__What to produce__
Some of the lines below need repeating. Reproduce exactly those between the lines holding "pub fn get_targets(&self, cmd: &str, selector: &Selector)" and "first target entry", inclusive.

__Data shown__

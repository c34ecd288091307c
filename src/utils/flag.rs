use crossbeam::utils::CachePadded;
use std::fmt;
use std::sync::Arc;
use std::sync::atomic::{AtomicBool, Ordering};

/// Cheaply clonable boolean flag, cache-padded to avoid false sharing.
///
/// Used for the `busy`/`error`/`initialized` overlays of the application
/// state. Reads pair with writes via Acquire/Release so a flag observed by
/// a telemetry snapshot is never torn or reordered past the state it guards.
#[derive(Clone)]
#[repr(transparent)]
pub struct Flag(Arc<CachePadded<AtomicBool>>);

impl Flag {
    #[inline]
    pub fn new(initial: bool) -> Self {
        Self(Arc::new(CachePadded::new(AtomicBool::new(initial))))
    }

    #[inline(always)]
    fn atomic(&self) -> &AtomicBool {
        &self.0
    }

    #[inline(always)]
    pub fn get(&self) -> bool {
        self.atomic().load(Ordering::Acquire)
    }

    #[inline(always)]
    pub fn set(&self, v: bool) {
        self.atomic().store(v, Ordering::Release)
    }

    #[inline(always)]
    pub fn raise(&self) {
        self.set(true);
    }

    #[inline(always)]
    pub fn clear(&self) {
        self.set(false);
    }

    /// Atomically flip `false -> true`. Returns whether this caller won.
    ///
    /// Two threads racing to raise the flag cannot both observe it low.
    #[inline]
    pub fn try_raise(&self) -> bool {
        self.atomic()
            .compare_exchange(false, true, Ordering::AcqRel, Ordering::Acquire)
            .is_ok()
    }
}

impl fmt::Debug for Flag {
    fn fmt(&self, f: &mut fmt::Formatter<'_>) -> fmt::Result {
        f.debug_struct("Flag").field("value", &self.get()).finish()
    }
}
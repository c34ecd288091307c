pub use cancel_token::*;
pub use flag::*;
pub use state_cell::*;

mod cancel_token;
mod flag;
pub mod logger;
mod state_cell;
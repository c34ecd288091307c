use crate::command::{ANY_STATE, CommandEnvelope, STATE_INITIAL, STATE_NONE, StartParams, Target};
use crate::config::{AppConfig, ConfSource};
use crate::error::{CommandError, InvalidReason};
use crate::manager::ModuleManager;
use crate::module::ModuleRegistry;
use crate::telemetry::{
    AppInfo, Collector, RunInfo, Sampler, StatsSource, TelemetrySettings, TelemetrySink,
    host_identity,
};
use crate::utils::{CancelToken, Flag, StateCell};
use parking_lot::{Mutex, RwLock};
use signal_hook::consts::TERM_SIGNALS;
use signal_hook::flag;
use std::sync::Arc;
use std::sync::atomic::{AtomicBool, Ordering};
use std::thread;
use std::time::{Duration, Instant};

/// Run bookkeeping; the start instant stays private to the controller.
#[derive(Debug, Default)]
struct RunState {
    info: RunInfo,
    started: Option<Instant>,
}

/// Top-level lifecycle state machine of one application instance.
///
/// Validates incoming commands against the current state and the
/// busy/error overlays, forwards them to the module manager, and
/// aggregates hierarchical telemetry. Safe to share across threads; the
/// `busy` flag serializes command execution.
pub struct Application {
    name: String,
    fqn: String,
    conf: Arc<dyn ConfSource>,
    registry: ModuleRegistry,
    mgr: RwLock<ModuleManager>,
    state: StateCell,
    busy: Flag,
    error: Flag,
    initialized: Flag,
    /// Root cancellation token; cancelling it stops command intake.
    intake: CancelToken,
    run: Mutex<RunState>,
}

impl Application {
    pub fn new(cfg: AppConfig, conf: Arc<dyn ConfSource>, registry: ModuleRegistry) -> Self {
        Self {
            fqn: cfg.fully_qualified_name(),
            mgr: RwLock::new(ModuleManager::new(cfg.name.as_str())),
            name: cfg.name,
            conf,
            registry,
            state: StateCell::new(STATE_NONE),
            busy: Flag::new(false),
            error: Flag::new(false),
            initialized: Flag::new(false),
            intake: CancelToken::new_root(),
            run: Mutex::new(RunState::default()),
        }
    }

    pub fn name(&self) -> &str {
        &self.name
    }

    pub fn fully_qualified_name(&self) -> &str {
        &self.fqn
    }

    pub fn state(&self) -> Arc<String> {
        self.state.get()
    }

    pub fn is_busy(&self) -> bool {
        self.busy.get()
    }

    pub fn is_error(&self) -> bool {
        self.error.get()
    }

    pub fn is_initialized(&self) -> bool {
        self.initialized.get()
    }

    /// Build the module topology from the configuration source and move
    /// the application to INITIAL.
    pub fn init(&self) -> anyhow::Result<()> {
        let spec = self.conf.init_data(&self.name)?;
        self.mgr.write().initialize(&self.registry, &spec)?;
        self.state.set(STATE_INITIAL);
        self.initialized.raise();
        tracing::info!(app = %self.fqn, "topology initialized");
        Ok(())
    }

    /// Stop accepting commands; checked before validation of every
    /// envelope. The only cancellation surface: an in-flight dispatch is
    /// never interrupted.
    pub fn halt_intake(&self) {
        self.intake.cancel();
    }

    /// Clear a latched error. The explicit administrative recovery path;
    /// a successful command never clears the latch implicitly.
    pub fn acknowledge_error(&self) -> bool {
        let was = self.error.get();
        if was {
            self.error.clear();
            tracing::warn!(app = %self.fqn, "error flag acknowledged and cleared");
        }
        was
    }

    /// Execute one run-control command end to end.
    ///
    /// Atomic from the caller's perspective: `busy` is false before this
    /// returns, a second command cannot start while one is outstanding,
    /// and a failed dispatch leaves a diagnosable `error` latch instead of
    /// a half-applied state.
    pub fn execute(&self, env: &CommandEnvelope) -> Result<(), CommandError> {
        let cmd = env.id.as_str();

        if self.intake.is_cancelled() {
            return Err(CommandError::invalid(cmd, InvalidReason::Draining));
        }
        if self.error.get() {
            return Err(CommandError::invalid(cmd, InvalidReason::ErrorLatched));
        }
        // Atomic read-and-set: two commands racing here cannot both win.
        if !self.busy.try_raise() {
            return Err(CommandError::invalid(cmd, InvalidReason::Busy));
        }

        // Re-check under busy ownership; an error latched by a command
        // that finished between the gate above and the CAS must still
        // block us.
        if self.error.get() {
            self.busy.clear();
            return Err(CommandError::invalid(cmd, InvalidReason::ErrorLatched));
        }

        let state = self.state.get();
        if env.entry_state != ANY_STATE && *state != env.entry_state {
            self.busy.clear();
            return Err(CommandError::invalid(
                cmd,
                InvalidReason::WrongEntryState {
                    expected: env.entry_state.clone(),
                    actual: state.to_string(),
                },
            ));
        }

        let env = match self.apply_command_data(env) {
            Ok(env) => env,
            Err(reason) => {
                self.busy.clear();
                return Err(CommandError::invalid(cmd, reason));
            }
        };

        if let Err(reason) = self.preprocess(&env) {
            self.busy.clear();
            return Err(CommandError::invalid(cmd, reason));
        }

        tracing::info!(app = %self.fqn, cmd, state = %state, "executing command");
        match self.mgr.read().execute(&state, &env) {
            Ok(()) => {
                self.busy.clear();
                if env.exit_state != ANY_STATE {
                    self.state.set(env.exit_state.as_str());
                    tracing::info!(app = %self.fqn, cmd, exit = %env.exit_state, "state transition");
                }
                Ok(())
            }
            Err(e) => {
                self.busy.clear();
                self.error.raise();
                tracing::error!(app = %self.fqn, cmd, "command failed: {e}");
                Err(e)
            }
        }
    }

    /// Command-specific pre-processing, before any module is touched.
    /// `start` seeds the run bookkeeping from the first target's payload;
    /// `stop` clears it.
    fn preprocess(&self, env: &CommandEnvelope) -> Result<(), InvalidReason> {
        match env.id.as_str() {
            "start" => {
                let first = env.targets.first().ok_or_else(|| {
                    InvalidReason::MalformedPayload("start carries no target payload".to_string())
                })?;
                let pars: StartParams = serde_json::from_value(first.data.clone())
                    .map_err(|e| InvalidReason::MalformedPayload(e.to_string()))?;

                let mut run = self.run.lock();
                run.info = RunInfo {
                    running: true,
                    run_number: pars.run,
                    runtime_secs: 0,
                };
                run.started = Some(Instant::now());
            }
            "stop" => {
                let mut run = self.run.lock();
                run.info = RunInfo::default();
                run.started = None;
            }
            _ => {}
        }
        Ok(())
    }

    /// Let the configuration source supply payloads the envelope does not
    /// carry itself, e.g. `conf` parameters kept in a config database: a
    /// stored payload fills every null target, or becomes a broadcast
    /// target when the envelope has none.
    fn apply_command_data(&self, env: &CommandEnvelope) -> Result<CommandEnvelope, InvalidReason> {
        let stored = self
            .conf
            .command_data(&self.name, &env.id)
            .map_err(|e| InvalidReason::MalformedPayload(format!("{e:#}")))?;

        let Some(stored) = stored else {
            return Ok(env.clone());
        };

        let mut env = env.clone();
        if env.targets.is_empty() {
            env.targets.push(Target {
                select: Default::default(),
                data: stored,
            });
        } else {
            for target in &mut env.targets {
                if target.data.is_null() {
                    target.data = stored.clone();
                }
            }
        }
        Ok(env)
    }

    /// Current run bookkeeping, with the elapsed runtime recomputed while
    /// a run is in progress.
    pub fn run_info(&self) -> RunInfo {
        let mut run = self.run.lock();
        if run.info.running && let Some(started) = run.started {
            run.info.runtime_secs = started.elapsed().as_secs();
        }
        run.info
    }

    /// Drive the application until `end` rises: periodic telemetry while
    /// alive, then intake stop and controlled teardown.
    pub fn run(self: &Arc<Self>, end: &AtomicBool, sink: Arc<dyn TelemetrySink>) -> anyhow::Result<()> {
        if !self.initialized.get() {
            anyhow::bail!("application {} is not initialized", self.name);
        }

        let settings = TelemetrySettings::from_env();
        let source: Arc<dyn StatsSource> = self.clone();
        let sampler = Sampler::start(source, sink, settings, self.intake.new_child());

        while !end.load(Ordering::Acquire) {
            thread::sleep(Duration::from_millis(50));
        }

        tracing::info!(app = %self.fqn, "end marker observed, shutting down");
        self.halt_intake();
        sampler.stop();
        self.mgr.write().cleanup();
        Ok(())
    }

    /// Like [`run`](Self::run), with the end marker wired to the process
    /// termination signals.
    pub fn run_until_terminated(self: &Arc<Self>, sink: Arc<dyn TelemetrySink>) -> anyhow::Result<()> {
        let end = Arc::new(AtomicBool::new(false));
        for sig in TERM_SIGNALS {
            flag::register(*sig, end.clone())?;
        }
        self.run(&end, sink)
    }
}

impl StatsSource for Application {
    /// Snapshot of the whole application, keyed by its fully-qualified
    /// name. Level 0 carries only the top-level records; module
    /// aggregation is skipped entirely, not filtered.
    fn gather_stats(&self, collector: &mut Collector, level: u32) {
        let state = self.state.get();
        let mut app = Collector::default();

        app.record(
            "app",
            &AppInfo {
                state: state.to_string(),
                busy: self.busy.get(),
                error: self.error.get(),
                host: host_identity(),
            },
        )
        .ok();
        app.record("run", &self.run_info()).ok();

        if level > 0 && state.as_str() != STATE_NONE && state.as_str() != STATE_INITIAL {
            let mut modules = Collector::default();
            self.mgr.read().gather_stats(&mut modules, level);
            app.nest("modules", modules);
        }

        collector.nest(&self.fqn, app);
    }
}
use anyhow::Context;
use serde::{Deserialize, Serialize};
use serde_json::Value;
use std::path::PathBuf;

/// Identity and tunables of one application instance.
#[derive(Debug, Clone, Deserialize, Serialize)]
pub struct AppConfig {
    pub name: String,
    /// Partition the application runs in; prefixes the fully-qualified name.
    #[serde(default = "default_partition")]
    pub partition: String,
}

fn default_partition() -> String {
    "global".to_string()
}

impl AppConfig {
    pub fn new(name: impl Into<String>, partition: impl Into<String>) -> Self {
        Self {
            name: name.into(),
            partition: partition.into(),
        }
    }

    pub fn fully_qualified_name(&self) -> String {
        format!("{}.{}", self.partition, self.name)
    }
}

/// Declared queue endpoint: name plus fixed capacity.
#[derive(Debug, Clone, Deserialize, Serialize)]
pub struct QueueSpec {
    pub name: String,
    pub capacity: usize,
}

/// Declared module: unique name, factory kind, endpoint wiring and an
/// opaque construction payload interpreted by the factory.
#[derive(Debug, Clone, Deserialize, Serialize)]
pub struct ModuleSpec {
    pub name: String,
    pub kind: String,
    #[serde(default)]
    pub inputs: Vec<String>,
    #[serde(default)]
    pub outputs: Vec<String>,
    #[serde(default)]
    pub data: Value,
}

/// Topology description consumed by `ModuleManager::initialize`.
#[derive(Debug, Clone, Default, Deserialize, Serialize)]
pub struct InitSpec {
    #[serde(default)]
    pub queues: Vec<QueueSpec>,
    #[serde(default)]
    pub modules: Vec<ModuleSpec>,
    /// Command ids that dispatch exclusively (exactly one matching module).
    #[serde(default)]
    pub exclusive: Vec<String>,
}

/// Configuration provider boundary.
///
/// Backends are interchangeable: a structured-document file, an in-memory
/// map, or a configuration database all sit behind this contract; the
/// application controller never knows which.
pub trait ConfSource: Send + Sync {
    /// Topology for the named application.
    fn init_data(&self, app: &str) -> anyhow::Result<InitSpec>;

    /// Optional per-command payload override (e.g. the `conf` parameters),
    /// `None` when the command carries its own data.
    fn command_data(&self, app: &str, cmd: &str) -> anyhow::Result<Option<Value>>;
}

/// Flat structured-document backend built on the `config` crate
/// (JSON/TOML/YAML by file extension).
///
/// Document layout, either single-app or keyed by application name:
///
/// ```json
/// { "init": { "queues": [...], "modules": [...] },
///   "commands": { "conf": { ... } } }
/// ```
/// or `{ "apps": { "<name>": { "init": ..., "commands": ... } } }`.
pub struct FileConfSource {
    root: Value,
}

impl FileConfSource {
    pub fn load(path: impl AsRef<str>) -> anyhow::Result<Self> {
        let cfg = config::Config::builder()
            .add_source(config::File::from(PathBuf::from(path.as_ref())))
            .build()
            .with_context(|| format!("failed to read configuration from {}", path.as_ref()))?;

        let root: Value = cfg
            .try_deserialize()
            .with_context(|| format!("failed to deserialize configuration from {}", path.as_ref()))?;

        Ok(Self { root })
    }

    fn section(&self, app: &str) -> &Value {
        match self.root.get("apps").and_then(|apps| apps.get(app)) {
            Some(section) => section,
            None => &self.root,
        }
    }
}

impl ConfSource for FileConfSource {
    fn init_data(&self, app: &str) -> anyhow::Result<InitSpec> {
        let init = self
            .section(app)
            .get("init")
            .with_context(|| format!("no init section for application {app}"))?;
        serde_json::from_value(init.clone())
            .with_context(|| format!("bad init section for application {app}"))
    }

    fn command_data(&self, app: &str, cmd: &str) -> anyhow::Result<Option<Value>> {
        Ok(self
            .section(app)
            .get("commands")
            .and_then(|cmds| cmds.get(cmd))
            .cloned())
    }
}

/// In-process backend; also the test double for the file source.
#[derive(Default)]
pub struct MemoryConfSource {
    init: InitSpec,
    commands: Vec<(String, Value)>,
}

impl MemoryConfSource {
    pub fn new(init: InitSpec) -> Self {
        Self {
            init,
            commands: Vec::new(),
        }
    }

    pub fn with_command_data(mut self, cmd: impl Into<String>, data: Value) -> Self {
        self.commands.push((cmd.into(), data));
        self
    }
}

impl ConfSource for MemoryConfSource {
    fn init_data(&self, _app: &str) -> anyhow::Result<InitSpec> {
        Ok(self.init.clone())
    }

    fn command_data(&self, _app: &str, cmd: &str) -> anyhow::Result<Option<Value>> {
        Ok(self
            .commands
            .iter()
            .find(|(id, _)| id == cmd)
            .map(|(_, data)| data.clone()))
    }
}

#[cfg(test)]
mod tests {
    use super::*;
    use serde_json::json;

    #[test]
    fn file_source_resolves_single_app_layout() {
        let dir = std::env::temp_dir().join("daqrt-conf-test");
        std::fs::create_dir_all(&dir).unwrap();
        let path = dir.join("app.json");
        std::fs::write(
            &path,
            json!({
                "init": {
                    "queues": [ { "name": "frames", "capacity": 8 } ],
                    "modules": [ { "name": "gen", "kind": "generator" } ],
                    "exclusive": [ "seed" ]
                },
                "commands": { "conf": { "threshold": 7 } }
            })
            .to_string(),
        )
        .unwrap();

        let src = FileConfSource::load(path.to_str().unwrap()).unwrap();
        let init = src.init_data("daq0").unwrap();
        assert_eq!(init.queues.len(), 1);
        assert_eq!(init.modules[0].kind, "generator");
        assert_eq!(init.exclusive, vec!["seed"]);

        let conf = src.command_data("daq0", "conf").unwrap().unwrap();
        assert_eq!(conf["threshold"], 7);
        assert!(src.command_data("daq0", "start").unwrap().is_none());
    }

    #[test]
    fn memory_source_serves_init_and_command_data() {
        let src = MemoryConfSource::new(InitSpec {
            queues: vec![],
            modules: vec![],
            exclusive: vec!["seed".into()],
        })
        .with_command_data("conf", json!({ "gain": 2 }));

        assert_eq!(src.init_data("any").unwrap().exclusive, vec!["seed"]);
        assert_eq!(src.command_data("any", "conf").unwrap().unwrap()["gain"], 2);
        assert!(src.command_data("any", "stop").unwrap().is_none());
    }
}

...

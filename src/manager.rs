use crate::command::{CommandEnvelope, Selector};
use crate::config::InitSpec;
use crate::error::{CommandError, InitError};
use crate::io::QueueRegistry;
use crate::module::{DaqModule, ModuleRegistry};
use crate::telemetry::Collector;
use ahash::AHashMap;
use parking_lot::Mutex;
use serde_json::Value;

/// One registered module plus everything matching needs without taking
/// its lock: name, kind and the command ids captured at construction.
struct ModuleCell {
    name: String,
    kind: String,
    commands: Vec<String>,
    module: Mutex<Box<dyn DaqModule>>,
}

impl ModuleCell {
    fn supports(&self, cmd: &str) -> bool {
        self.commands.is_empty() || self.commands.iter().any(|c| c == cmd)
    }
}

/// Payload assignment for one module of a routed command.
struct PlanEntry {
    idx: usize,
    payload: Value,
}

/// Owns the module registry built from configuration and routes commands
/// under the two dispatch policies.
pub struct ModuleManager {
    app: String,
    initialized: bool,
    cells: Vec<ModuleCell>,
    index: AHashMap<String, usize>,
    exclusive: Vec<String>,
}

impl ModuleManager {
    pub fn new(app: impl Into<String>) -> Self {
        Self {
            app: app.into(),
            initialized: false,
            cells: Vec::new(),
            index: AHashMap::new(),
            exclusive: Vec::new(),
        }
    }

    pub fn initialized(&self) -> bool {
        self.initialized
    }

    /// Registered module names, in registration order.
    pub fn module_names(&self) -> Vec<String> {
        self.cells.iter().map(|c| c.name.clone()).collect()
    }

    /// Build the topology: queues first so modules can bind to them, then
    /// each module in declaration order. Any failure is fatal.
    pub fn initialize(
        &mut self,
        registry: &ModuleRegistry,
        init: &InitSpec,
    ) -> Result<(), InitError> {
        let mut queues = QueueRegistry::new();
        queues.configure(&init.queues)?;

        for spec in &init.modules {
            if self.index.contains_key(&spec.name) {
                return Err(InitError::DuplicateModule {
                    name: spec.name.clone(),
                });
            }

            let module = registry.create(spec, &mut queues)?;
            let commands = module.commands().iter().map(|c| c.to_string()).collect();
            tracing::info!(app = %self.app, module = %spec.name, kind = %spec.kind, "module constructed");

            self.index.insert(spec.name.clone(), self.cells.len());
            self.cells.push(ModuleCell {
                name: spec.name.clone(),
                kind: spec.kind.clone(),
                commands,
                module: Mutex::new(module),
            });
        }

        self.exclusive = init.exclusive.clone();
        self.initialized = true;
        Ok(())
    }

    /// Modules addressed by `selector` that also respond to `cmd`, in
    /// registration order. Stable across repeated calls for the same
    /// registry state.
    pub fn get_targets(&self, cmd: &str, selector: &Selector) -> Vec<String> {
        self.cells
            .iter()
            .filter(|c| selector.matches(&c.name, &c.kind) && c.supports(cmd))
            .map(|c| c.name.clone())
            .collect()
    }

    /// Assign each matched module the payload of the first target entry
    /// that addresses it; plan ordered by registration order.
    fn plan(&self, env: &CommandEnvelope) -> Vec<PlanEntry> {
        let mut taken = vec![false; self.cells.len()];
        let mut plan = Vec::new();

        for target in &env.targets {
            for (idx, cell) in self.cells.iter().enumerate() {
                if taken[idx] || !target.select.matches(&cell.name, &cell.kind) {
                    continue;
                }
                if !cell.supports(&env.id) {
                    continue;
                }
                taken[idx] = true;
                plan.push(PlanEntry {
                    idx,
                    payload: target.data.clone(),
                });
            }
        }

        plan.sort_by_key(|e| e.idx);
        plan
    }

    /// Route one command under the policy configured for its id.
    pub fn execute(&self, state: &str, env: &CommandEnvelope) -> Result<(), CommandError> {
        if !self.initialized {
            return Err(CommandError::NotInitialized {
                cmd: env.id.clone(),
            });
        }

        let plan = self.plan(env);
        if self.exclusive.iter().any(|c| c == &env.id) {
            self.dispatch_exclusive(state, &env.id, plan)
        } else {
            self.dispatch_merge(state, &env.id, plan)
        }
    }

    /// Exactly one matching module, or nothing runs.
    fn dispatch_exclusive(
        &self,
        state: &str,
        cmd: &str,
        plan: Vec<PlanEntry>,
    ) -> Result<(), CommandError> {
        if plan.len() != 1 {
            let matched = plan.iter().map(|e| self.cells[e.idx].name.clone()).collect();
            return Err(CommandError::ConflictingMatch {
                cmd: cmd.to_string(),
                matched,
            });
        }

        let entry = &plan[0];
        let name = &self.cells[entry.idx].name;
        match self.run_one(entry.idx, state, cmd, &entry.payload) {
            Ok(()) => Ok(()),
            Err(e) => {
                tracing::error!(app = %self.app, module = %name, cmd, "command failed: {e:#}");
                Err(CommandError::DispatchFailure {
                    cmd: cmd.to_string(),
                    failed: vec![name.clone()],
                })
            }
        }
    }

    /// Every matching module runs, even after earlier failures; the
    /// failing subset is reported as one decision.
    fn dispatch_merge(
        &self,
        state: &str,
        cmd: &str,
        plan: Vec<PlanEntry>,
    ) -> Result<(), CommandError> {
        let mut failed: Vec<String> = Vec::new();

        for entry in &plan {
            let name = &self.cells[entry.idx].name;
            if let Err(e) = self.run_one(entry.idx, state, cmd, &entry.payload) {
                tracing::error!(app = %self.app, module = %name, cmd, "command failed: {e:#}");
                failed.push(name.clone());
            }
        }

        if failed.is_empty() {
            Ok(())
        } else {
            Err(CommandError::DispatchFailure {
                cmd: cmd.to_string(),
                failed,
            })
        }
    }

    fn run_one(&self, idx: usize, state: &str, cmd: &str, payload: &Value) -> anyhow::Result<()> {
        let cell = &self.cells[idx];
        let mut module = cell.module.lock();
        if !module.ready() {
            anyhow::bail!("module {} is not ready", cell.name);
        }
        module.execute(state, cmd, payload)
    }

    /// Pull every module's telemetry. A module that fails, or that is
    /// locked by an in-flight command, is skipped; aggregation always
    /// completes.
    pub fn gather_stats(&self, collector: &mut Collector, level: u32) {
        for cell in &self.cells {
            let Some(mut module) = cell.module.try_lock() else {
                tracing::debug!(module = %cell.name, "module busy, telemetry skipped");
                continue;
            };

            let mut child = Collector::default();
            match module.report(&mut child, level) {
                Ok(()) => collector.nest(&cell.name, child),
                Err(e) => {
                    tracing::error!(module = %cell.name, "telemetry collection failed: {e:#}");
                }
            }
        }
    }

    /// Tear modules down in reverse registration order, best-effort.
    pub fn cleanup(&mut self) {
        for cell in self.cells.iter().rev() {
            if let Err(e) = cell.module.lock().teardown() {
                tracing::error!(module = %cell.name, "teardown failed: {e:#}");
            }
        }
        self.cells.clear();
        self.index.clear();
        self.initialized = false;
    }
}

__Finished task__
    pub fn get_targets(&self, cmd: &str, selector: &Selector) -> Vec<String> {
        self.cells
            .iter()
            .filter(|c| selector.matches(&c.name, &c.kind) && c.supports(cmd))
            .map(|c| c.name.clone())
            .collect()
    }

    /// Assign each matched module the payload of the first target entry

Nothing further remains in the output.